I believe it is not written by a Greek, otherwise the word θεού should be with capital Θ. Also there are no accents and aspirations.


----------



## Torontal

sotos said:


> Does the one who signed knew good greek? The words are about correct but the syntax very strange. Possibly (after re-arranging the words):
> "This book of lines, kept by a young man, prays to the Almighty God for a very strong friend of mine." Or "this book of lines (or verses) prays to the God, while is being kept by a strong friend of mine".
> 
> I believe it is not written by a Greek, otherwise the word θεού should be with capital Θ. Also there are no accents and aspirations.



Thank you very much!
I don't know how good was his Greek, all I know he was an ethnic German theology student in a Protestant German university, I guess he only learnt some Greek for Biblical studies.


----------



## shawnee

That would explain the 'τ' facing the wrong way.


----------



## Αγγελος

I don't see why a "book of _lines_" should be meant.
The syntax is indeed strange, but it could be an attempt (by a foreigner, as was explained) to say "This rule of the Supreme God by this young man of the book to my excellent friend pray [that it be] kept", i.e. "by this young [student] of the Book to my best friend; pray that you may be given strength to observe God's law". Probably a dedication by somebody offering his friend a volume of edifying literature!


----------



## Torontal

Αγγελος said:


> I don't see why a "book of _lines_" should be meant.
> The syntax is indeed strange, but it could be an attempt (by a foreigner, as was explained) to say "This rule of the Supreme God by this young man of the book to my excellent friend pray [that it be] kept", i.e. "by this young [student] of the Book to my best friend; pray that you may be given strength to observe God's law". Probably a dedication by somebody offering his friend a volume of edifying literature!
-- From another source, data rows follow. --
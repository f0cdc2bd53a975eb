//! dirpulse: managed directory change notification.
//!
//! The OS-level watching is delegated to a [`WatchProvider`]; this crate
//! is the orchestration layer on top: a request lifecycle state machine,
//! two cooperative polling pumps, asynchronous fan-out dispatch to
//! subscriber callbacks, rate negotiation across concurrently active
//! watches, and a reentrancy-safe start/stop/shutdown protocol.
//!
//! ```no_run
//! use dirpulse::{Watcher, WatchRequest, handler, FileSystemEvent};
//!
//! # async fn demo() -> dirpulse::WatchResult<()> {
//! let watcher = Watcher::new();
//! watcher.on_added(handler(|e: FileSystemEvent| async move {
//!     println!("added {}", e.path.display());
//! }))?;
//! watcher.add(WatchRequest::new("/tmp/inbox", true)?)?;
//! watcher.start()?;
//! // ...
//! watcher.shutdown().await;
//! # Ok(())
//! # }
//! ```

pub mod config;
pub mod dispatch;
pub mod error;
pub mod event;
pub mod logging;
pub mod provider;
mod pump;
mod registry;
pub mod request;
pub mod watcher;

pub use config::Settings;
pub use dispatch::{Handler, Subscription, handler};
pub use error::{WatchError, WatchResult};
pub use event::{
    ErrorCode, EventAction, EventError, FileSystemEvent, LogLevel, LoggerEvent, RawRecord,
    RawStatistics, RenamedFileSystemEvent, Statistics,
};
pub use provider::{
    LoggerSink, NotifyFactory, NotifyProvider, ProviderFactory, WatchProvider, default_provider,
};
pub use request::{Rates, WatchId, WatchRequest};
pub use watcher::Watcher;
In the "inscription" section of the friendship book entry he was quoting a verse from the Bible (again in Greek), so it must be a reference to it?

Here is the full page btw
http://iaa.bibl.u-szeged.hu/pictures/larges/20200123212051_92209.jpg


----------



## Αγγελος

Torontal said:


> In the "inscription" section of the friendship book entry he was quoting a verse from the Bible (again in Greek), so it must be a reference to it?
> 
> Here is the full page btw
> http://iaa.bibl.u-szeged.hu/pictures/larges/20200123212051_92209.jpg


This is indeed a direct quotation from John, 7:24 (Μη κρίνετε κατ' όψιν, αλλά την δικαίαν κρίσιν κρίνατε = Don't judge according to appearances, but pass just judgment), but I fail to see the connection with the dedication to the "excellent friend", unless it is this particular precept that he is exhorted to observe. It would be interesting to know what book this was written on.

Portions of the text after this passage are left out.